INSTRUCTIONS FOR THE TASK:
Restate all entries exactly.

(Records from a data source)
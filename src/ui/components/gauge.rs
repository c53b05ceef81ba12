use crate::ui::Theme;
use ratatui::{
    buffer::Buffer,
    layout::Rect,
    style::{Color, Style},
    text::{Line, Span},
    widgets::{Block, Borders, Paragraph, Widget},
};

pub struct GaugeWidget<'a> {
    title: &'a str,
    value: Option<f64>,
    unit: &'a str,
    min: f64,
    max: f64,
    thresholds: Vec<(f64, Color)>,
    precision: usize,
}

impl<'a> GaugeWidget<'a> {
    pub fn new(title: &'a str, value: Option<f64>, unit: &'a str) -> Self {
        Self {
            title,
            value,
            unit,
            min: 0.0,
            max: 100.0,
            thresholds: Vec::new(),
            precision: 1,
        }
    }

    pub fn range(mut self, min: f64, max: f64) -> Self {
        self.min = min;
        self.max = max;
        self
    }

    pub fn thresholds(mut self, thresholds: Vec<(f64, Color)>) -> Self {
        self.thresholds = thresholds;
        self
    }

    pub fn precision(mut self, precision: usize) -> Self {
        self.precision = precision;
        self
    }

    fn get_color(&self, value: f64) -> Color {
        for (threshold, color) in self.thresholds.iter().rev() {
            if value >= *threshold {
                return *color;
            }
        }
        Theme::FG
    }
}

impl Widget for GaugeWidget<'_> {
    fn render(self, area: Rect, buf: &mut Buffer) {
        if area.height < 3 || area.width < 10 {
            return;
        }

        let block = Block::default()
            .title(self.title)
            .borders(Borders::ALL)
            .border_style(Theme::border());

        let inner = block.inner(area);
        block.render(area, buf);

        match self.value {
            Some(value) => {
                let color = self.get_color(value);
                let value_str = format!("{:.prec$}{}", value, self.unit, prec = self.precision);

                let value_line =
                    Line::from(vec![Span::styled(value_str, Style::default().fg(color))]);

                let para = Paragraph::new(value_line);
                para.render(inner, buf);

                // Render bar if space allows
                if inner.height >= 2 {
                    let bar_area = Rect {
                        x: inner.x,
                        y: inner.y + 1,
                        width: inner.width,
                        height: 1,
                    };

                    let ratio = ((value - self.min) / (self.max - self.min)).clamp(0.0, 1.0);
                    let filled = (bar_area.width as f64 * ratio) as u16;

                    for x in bar_area.x..bar_area.x + bar_area.width {
                        let ch = if x < bar_area.x + filled {
                            '█'
                        } else {
                            '░'
                        };
                        buf[(x, bar_area.y)].set_char(ch).set_fg(color);
                    }
                }
            }
            None => {
                // Unavailable readings render as a dash, never as zero.
                let na_line = Line::from(vec![Span::styled("–", Theme::dim())]);
                let para = Paragraph::new(na_line);
                para.render(inner, buf);
            }
        }
    }
}

pub fn temperature_gauge(title: &str, value: Option<f64>) -> GaugeWidget<'_> {
    GaugeWidget::new(title, value, "°C")
        .range(-10.0, 40.0)
        .thresholds(vec![
            (-10.0, Theme::TEMP_COLD),
            (5.0, Theme::TEMP_COOL),
            (15.0, Theme::TEMP_WARM),
            (26.0, Theme::TEMP_HOT),
        ])
}

pub fn humidity_gauge(title: &str, value: Option<f64>) -> GaugeWidget<'_> {
    GaugeWidget::new(title, value, "%")
        .range(0.0, 100.0)
        .precision(0)
        .thresholds(vec![
            (0.0, Theme::SUCCESS),
            (60.0, Theme::WARNING),
            (80.0, Theme::ERROR),
        ])
}

pub fn rain_probability_gauge(title: &str, value: Option<f64>) -> GaugeWidget<'_> {
    GaugeWidget::new(title, value, "%")
        .range(0.0, 100.0)
        .precision(0)
        .thresholds(vec![
            (0.0, Theme::SUCCESS),
            (40.0, Theme::WARNING),
            (70.0, Theme::RAIN),
        ])
}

THE COMPLETED TASK:
filename src/ui/components/gauge.rs
repository c53b05ceef81ba12
use crate::ui::Theme;
use ratatui::{
    buffer::Buffer,
    layout::Rect,
    style::{Color, Style},
    text::{Line, Span},
    widgets::{Block, Borders, Paragraph, Widget},
};

pub struct GaugeWidget<'a> {
    title: &'a str,
    value: Option<f64>,
    unit: &'a str,
    min: f64,
    max: f64,
    thresholds: Vec<(f64, Color)>,
    precision: usize,
}

impl<'a> GaugeWidget<'a> {
    pub fn new(title: &'a str, value: Option<f64>, unit: &'a str) -> Self {
        Self {
            title,
            value,
            unit,
            min: 0.0,
            max: 100.0,
            thresholds: Vec::new(),
            precision: 1,
        }
    }

    pub fn range(mut self, min: f64, max: f64) -> Self {
        self.min = min;
        self.max = max;
        self
    }

    pub fn thresholds(mut self, thresholds: Vec<(f64, Color)>) -> Self {
        self.thresholds = thresholds;
        self
    }

    pub fn precision(mut self, precision: usize) -> Self {
        self.precision = precision;
        self
    }

    fn get_color(&self, value: f64) -> Color {
        for (threshold, color) in self.thresholds.iter().rev() {
            if value >= *threshold {
                return *color;
            }
        }
        Theme::FG
    }
}

impl Widget for GaugeWidget<'_> {
    fn render(self, area: Rect, buf: &mut Buffer) {
        if area.height < 3 || area.width < 10 {
            return;
        }

        let block = Block::default()
            .title(self.title)
            .borders(Borders::ALL)
            .border_style(Theme::border());

        let inner = block.inner(area);
        block.render(area, buf);

        match self.value {
            Some(value) => {
                let color = self.get_color(value);
                let value_str = format!("{:.prec$}{}", value, self.unit, prec = self.precision);

                let value_line =
                    Line::from(vec![Span::styled(value_str, Style::default().fg(color))]);

                let para = Paragraph::new(value_line);
                para.render(inner, buf);

                // Render bar if space allows
                if inner.height >= 2 {
                    let bar_area = Rect {
                        x: inner.x,
                        y: inner.y + 1,
                        width: inner.width,
                        height: 1,
                    };

                    let ratio = ((value - self.min) / (self.max - self.min)).clamp(0.0, 1.0);
                    let filled = (bar_area.width as f64 * ratio) as u16;

                    for x in bar_area.x..bar_area.x + bar_area.width {
                        let ch = if x < bar_area.x + filled {
                            '█'
                        } else {
                            '░'
                        };
                        buf[(x, bar_area.y)].set_char(ch).set_fg(color);
                    }
                }
            }
            None => {
                // Unavailable readings render as a dash, never as zero.
                let na_line = Line::from(vec![Span::styled("–", Theme::dim())]);
                let para = Paragraph::new(na_line);
                para.render(inner, buf);
            }
        }
    }
}

pub fn temperature_gauge(title: &str, value: Option<f64>) -> GaugeWidget<'_> {
    GaugeWidget::new(title, value, "°C")
        .range(-10.0, 40.0)
        .thresholds(vec![
            (-10.0, Theme::TEMP_COLD),
            (5.0, Theme::TEMP_COOL),
            (15.0, Theme::TEMP_WARM),
            (26.0, Theme::TEMP_HOT),
        ])
}

pub fn humidity_gauge(title: &str, value: Option<f64>) -> GaugeWidget<'_> {
    GaugeWidget::new(title, value, "%")
        .range(0.0, 100.0)
        .precision(0)
        .thresholds(vec![
            (0.0, Theme::SUCCESS),
            (60.0, Theme::WARNING),
            (80.0, Theme::ERROR),
        ])
}

pub fn rain_probability_gauge(title: &str, value: Option<f64>) -> GaugeWidget<'_> {
    GaugeWidget::new(title, value, "%")
        .range(0.0, 100.0)
        .precision(0)
        .thresholds(vec![
            (0.0, Theme::SUCCESS),
            (40.0, Theme::WARNING),
            (70.0, Theme::RAIN),
        ])
}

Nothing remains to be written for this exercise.